The old man cackled, revealing sparse yellow teeth. He reached a bony hand toward Axis but stopped it half a meter from the boy's face, as if pressing against an invisible wall.
"Eyes often lie, orc. I lost mine twenty years ago in a battle with a basilisk, and it was the best thing that ever happened to me. Now I see what is hidden."
He wiggled his fingers slightly, as if plucking the strings of an invisible instrument.
"The air around you, boy... it doesn't flow. It freezes. It bends around you, afraid to touch. It's as if space itself respectfully steps aside. I have never encountered such magic. It isn't elemental, nor spirits, nor arcane... It is something else entirely."

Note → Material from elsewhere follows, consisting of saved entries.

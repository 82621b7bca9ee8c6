//! Review CLI entry point.
//!
//! # Responsibility
//! - Read the clock once, then drive the core with an explicit reference
//!   date; the core never reads a clock itself.
//! - Print today's due notes and write the export documents.

use log::info;
use revisit_core::{
    default_log_level, init_logging, load_or_init, write_export, Date, LineRecordStore,
    NoteService, SubjectGroup,
};
use std::error::Error;
use std::process::ExitCode;
use std::time::{SystemTime, UNIX_EPOCH};

const CONFIG_FILE: &str = "config.json";
const STORE_FILE: &str = "note.txt";
const EXPORT_FILE: &str = "export.md";
const ALL_EXPORT_FILE: &str = "allExport.md";

fn main() -> ExitCode {
    match run() {
        Ok(()) => ExitCode::SUCCESS,
        Err(err) => {
            eprintln!(">> error: {err}");
            ExitCode::FAILURE
        }
    }
}

fn run() -> Result<(), Box<dyn Error>> {
    if let Err(err) = init_logging(default_log_level(), "./logs") {
        eprintln!(">> logging disabled: {err}");
    }

    let today = today_utc();
    let config = load_or_init(CONFIG_FILE)?;
    let service = NoteService::new(LineRecordStore::new(STORE_FILE));

    let due = service.due_grouped(today, &config.schedule())?;
    info!(
        "event=cli_run module=cli status=ok reference={} due_groups={}",
        today,
        due.len()
    );
    print_groups(&due);

    std::fs::create_dir_all(&config.export_dir)?;
    write_export(config.export_dir.join(EXPORT_FILE), &today.to_string(), &due)?;
    write_export(
        config.export_dir.join(ALL_EXPORT_FILE),
        "all",
        &service.all_grouped()?,
    )?;

    Ok(())
}

/// Today as a civil date, derived from UTC epoch days.
///
/// Whole-day division keeps this free of the time-zone-sensitive seconds
/// conversion that mis-subtracts around daylight-saving transitions.
fn today_utc() -> Date {
    let secs = SystemTime::now()
        .duration_since(UNIX_EPOCH)
        .unwrap_or_default()
        .as_secs();
    Date::from_ordinal_day((secs / 86_400) as i64)
}

fn print_groups(groups: &[SubjectGroup]) {
    if groups.is_empty() {
        println!(">> no notes due today");
        return;
    }
    for group in groups {
        println!(">> {}", group.subject);
        for content in &group.contents {
            println!(">>   {content}");
        }
    }
}
use revisit_core::{day_difference, Date, DateError};

#[test]
fn difference_is_antisymmetric_and_zero_on_self() {
    let a = Date::new(2024, 3, 10);
    let b = Date::new(2023, 11, 5);

    assert_eq!(
        day_difference(a, b).unwrap(),
        -day_difference(b, a).unwrap()
    );
    assert_eq!(day_difference(a, a).unwrap(), 0);
    assert_eq!(day_difference(b, b).unwrap(), 0);
}

#[test]
fn adding_n_days_yields_difference_n() {
    // Starting points chosen to cross month, year, and leap boundaries.
    let starts = [
        Date::new(2024, 2, 27),
        Date::new(2023, 12, 30),
        Date::new(2000, 2, 28),
        Date::new(1999, 1, 1),
    ];
    for start in starts {
        let origin = start.to_ordinal_day().unwrap();
        for n in [0i64, 1, 2, 4, 7, 30, 240, 365, 366, 1000] {
            let later = Date::from_ordinal_day(origin + n);
            assert_eq!(
                day_difference(start, later).unwrap(),
                n,
                "{start} + {n} days should differ by {n}, got {later}"
            );
        }
    }
}

#[test]
fn leap_day_round_trips() {
    let leap_day = Date::new(2024, 2, 29);
    let ordinal = leap_day.to_ordinal_day().unwrap();
    assert_eq!(Date::from_ordinal_day(ordinal), leap_day);

    // The same triple in a non-leap year does not exist.
    let err = Date::new(2023, 2, 29).to_ordinal_day().unwrap_err();
    assert_eq!(
        err,
        DateError::InvalidDate {
            year: 2023,
            month: 2,
            day: 29
        }
    );
}

#[test]
fn february_30_is_invalid_in_non_leap_year() {
    let err = Date::new(2023, 2, 30).to_ordinal_day().unwrap_err();
    assert!(matches!(err, DateError::InvalidDate { month: 2, day: 30, .. }));
}

#[test]
fn out_of_range_month_and_day_are_invalid() {
    assert!(Date::new(2024, 13, 1).to_ordinal_day().is_err());
    assert!(Date::new(2024, 0, 1).to_ordinal_day().is_err());
    assert!(Date::new(2024, 1, 32).to_ordinal_day().is_err());
    assert!(Date::new(2024, 4, 31).to_ordinal_day().is_err());
    assert!(Date::new(2024, 1, 0).to_ordinal_day().is_err());
}

#[test]
fn difference_propagates_invalid_dates() {
    let valid = Date::new(2024, 3, 10);
    let invalid = Date::new(2024, 2, 30);
    assert!(day_difference(invalid, valid).is_err());
    assert!(day_difference(valid, invalid).is_err());
}

#[test]
fn unix_epoch_is_ordinal_zero() {
    assert_eq!(Date::new(1970, 1, 1).to_ordinal_day().unwrap(), 0);
    assert_eq!(Date::from_ordinal_day(0), Date::new(1970, 1, 1));
}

Axis tensed. This old man was dangerous. He "saw" Axis's passive defense-a microscopic layer of vectors he instinctively maintained around his skin to ward off filth and sudden blows.
"Who are you?" Axis asked, not denying the blind man's words.
"We have no names here, only nicknames," the old man leaned back, resting his head against the stonework. "They call me Tyron. Once, I taught the Empire's battle mages to sense mana flows. Now, I am just a piece of meat too stringy for the beasts to eat, and too old to entertain the crowd. I am the janitor here. I clear away the corpses after the fights."
Tyron "looked" with his white eyes directly at Axis's forehead.
"And that pattern on your forehead... It burns. Not like fire, but like ice. It distorts the space around itself. No one here will understand what it is; they just see a tattoo. But I can feel the lines of the world converging on that single point."
Raksha looked from Axis to the old man, not understanding half of what was said, but sensing the gravity of the moment.
"Will you tell them?" Axis asked bluntly, nodding toward the guards at the grate.
"Why?" Tyron shrugged. "If I say you're dangerous, they'll just put heavier shackles on you or simply finish you off. What's that to me? I'm bored, boy. Nothing changes in this pit for years. Blood, shit, screams. But you... you smell like change."
The old man rummaged in his rags and produced a small, smooth stone.
"In the Coliseum, it's not the one who hits hardest who survives, but the one who knows how to surprise. Your power... it doesn't require waving your hands or shouting incantations, does it?"
"Correct," Axis answered cautiously.
"Good. Hide it. Let them think you're a nobody. Let them pit weak opponents against you. And when the time comes..." Tyron squeezed the stone in his fist, then opened his hand-the stone had turned to dust. "...surprise them."
"Why are you giving me advice?" Axis didn't believe in altruism.
Tyron smiled, and the smile was unsettling.
"Because I want to see what happens when that 'symbol' on your forehead truly wakes up. And because you're the only one here whose footsteps don't sound like those of a walking corpse."
At that moment, the massive grate leading to the arena clanked and began to rise. Torchlight and the roar of the crowd outside burst into the pit.
"Fresh meat! Move out!" the overseer bellowed, cracking his whip against the wall. "First cull! Everyone into the circle!"
Tyron laughed hoarsely.
"So it begins. Stick close to me, half-breed. I'll show you how not to die in the first five minutes."